Saved data entries
○ ○ ○ ○
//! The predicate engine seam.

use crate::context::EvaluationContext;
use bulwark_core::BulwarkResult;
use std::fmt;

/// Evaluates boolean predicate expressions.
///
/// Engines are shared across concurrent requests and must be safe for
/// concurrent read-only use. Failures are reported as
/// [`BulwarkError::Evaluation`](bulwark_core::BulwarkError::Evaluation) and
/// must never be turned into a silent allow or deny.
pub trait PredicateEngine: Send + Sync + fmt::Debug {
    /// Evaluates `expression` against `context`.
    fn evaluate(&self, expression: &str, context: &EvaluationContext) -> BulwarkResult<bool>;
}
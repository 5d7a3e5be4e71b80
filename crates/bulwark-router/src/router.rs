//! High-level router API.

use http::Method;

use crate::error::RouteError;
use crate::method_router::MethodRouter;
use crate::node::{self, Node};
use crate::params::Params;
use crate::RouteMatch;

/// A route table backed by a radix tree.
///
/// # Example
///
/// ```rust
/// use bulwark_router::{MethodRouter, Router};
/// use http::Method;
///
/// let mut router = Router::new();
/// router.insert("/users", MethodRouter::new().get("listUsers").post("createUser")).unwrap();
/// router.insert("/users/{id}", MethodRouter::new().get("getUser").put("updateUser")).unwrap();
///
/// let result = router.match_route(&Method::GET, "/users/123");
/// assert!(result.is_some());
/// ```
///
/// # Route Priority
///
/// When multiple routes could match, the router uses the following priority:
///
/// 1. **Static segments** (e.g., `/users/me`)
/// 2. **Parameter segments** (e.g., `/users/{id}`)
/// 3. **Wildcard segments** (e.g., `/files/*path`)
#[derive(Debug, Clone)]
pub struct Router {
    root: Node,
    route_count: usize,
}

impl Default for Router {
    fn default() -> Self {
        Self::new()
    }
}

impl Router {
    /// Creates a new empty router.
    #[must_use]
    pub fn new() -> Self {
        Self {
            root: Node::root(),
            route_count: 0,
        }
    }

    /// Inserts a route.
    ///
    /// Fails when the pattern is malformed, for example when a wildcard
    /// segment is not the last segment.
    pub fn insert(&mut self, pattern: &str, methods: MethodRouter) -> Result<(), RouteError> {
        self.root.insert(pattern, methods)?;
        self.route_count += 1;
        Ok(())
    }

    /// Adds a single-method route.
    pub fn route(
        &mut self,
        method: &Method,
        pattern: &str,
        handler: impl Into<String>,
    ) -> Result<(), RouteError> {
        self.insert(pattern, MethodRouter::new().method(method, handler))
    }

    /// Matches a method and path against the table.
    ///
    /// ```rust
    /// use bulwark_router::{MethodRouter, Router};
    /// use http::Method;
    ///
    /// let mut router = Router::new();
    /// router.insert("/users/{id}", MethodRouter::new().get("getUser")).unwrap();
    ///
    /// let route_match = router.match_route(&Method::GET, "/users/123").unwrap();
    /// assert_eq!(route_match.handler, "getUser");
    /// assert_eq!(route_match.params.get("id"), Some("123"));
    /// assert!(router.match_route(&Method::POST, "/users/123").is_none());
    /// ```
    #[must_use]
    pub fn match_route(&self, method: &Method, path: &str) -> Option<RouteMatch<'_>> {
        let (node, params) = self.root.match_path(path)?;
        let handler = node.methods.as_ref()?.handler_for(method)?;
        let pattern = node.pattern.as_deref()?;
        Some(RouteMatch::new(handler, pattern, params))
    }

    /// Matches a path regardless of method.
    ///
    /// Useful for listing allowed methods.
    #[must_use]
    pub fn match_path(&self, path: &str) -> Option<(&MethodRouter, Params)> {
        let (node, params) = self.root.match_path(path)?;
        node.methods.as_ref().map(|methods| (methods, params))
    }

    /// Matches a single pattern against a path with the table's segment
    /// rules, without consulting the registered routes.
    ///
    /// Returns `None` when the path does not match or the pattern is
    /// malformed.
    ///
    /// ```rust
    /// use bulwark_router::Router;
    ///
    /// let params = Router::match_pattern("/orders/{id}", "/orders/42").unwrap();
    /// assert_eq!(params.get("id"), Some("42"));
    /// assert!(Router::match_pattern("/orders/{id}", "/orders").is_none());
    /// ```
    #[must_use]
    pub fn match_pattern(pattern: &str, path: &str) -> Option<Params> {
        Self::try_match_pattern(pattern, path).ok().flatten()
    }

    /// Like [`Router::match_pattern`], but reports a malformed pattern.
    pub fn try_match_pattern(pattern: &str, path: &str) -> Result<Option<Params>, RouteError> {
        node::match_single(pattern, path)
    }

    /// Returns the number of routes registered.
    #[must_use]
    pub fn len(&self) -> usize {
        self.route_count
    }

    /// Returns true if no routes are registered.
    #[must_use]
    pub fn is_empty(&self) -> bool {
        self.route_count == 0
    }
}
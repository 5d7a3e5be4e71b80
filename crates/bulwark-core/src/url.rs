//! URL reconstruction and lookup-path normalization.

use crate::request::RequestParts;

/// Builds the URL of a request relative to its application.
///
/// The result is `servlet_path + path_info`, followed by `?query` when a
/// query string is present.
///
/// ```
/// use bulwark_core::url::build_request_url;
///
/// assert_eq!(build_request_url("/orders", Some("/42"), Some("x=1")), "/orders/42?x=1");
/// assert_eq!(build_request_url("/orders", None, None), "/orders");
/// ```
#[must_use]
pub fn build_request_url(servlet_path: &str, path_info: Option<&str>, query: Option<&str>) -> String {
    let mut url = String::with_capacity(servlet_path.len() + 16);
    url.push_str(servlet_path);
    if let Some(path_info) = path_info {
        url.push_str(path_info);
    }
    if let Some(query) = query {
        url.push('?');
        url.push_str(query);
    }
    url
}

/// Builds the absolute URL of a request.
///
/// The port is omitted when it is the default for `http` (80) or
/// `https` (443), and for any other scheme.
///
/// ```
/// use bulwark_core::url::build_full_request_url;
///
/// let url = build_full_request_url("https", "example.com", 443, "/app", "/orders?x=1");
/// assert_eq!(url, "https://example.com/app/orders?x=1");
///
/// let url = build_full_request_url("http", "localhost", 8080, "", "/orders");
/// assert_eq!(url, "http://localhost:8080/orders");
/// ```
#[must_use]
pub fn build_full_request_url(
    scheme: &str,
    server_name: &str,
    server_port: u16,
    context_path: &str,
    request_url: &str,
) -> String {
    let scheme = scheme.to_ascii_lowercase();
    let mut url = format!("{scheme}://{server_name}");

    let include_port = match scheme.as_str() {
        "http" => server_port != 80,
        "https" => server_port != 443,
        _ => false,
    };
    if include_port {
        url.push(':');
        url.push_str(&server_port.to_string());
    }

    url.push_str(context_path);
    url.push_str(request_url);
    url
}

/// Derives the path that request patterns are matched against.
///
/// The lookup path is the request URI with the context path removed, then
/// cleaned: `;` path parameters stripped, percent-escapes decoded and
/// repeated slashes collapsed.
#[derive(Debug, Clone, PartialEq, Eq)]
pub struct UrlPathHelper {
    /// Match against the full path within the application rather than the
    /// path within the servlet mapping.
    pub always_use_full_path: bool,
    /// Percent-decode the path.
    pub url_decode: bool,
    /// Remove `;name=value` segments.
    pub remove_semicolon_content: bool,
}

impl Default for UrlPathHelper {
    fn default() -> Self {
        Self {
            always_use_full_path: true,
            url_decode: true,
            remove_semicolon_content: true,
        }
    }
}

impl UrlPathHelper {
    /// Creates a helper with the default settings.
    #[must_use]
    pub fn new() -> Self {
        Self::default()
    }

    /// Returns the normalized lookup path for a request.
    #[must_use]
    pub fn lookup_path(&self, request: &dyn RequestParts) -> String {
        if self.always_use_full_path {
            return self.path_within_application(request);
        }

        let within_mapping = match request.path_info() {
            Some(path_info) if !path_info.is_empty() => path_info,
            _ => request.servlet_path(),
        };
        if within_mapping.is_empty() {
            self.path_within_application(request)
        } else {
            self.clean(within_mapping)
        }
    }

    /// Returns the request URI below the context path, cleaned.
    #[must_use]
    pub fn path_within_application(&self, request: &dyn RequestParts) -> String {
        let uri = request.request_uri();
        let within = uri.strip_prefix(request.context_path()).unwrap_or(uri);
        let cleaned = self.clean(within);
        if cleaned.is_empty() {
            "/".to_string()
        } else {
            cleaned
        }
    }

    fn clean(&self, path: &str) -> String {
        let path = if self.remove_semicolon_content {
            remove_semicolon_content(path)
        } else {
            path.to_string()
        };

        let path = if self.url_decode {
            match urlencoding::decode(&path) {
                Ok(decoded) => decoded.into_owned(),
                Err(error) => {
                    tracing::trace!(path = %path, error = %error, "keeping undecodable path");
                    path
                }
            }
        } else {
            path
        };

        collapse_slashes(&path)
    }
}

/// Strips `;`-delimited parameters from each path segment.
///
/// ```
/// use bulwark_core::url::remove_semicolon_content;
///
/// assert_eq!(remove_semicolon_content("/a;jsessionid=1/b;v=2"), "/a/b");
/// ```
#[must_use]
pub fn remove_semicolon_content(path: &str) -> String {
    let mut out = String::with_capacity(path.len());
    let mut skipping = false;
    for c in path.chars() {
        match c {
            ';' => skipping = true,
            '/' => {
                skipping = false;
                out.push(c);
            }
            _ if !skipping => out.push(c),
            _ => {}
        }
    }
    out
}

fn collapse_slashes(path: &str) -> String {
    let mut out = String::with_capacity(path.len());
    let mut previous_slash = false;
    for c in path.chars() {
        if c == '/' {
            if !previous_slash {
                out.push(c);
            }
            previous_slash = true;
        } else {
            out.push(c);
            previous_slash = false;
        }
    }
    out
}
○ ○ ○ ○
# What you need to do
If a line in the records holds the string "Evaluates", copy it.

# Reply to the task
/// Evaluates boolean predicate expressions.
    /// Evaluates `expression` against `context`.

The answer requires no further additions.